Look below for the line containing "Hash, Serialize, Deserialize)]"; from there, print each line exactly up to and including the line containing "let trimmed = hex.trim();", and stop.

#### [Extracted entries]
********************

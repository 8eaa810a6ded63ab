// src/models/credential.rs
//! Credential file and content fingerprint data model.
//!
//! A credential file lives only for the duration of a session and is never
//! persisted; only its fingerprint leaves the process.

use crate::error::{AnchorError, Result};
use bytes::Bytes;
use serde::{Deserialize, Serialize};
use std::fmt;

/// Opaque credential bytes plus the display name chosen by the owner.
///
/// # Fields
/// - `name`: File name shown to the owner
/// - `bytes`: Complete file content
#[derive(Debug, Clone)]
pub struct CredentialFile {
    /// Display name (e.g. "diploma.pdf")
    pub name: String,

    /// Full file content. Hashing always covers all of it.
    pub bytes: Bytes,
}

impl CredentialFile {
    pub fn new(name: impl Into<String>, bytes: impl Into<Bytes>) -> Self {
        Self {
            name: name.into(),
            bytes: bytes.into(),
        }
    }
}

/// A 256-bit content digest rendered as 64 lowercase hex characters.
///
/// # Invariants
/// - Always exactly 64 characters from `[0-9a-f]`
/// - Identical bytes always produce an identical fingerprint
#[derive(Debug, Clone, PartialEq, Eq, Hash, Serialize, Deserialize)]
#[serde(try_from = "String", into = "String")]
pub struct ContentFingerprint(String);

impl ContentFingerprint {
    /// Parses a hex fingerprint, accepting upper or lower case and an optional `0x` prefix.
    ///
    /// # Errors
    /// Returns `AnchorError::InvalidFingerprint` if the input is not 32 bytes of hex.
    pub fn from_hex(hex: &str) -> Result<Self> {
        let trimmed = hex.trim();
        let digits = trimmed.strip_prefix("0x").unwrap_or(trimmed);
        if digits.len() != 64 || !digits.chars().all(|c| c.is_ascii_hexdigit()) {
            return Err(AnchorError::InvalidFingerprint(format!(
                "expected 64 hex characters, got {:?}",
                hex
            )));
        }
        Ok(Self(digits.to_ascii_lowercase()))
    }

    /// Wraps a raw 32-byte digest.
    pub fn from_digest(digest: [u8; 32]) -> Self {
        Self(ethers::utils::hex::encode(digest))
    }

    pub fn as_str(&self) -> &str {
        &self.0
    }

    /// Raw digest bytes, as passed to the ledger contract's `bytes32` argument.
    pub fn to_bytes(&self) -> [u8; 32] {
        let mut out = [0u8; 32];
        for (i, byte) in out.iter_mut().enumerate() {
            // from_hex/from_digest guarantee 64 hex digits
            *byte = u8::from_str_radix(&self.0[i * 2..i * 2 + 2], 16).unwrap_or_default();
        }
        out
    }
}

impl fmt::Display for ContentFingerprint {
    fn fmt(&self, f: &mut fmt::Formatter<'_>) -> fmt::Result {
        f.write_str(&self.0)
    }
}

impl TryFrom<String> for ContentFingerprint {
    type Error = AnchorError;

    fn try_from(value: String) -> Result<Self> {
        Self::from_hex(&value)
    }
}

impl From<ContentFingerprint> for String {
    fn from(value: ContentFingerprint) -> Self {
        value.0
    }
}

********************

#### [Written answer]
#[derive(Debug, Clone, PartialEq, Eq, Hash, Serialize, Deserialize)]
#[serde(try_from = "String", into = "String")]
pub struct ContentFingerprint(String);

impl ContentFingerprint {
    /// Parses a hex fingerprint, accepting upper or lower case and an optional `0x` prefix.
    ///
    /// # Errors
    /// Returns `AnchorError::InvalidFingerprint` if the input is not 32 bytes of hex.
    pub fn from_hex(hex: &str) -> Result<Self> {
        let trimmed = hex.trim();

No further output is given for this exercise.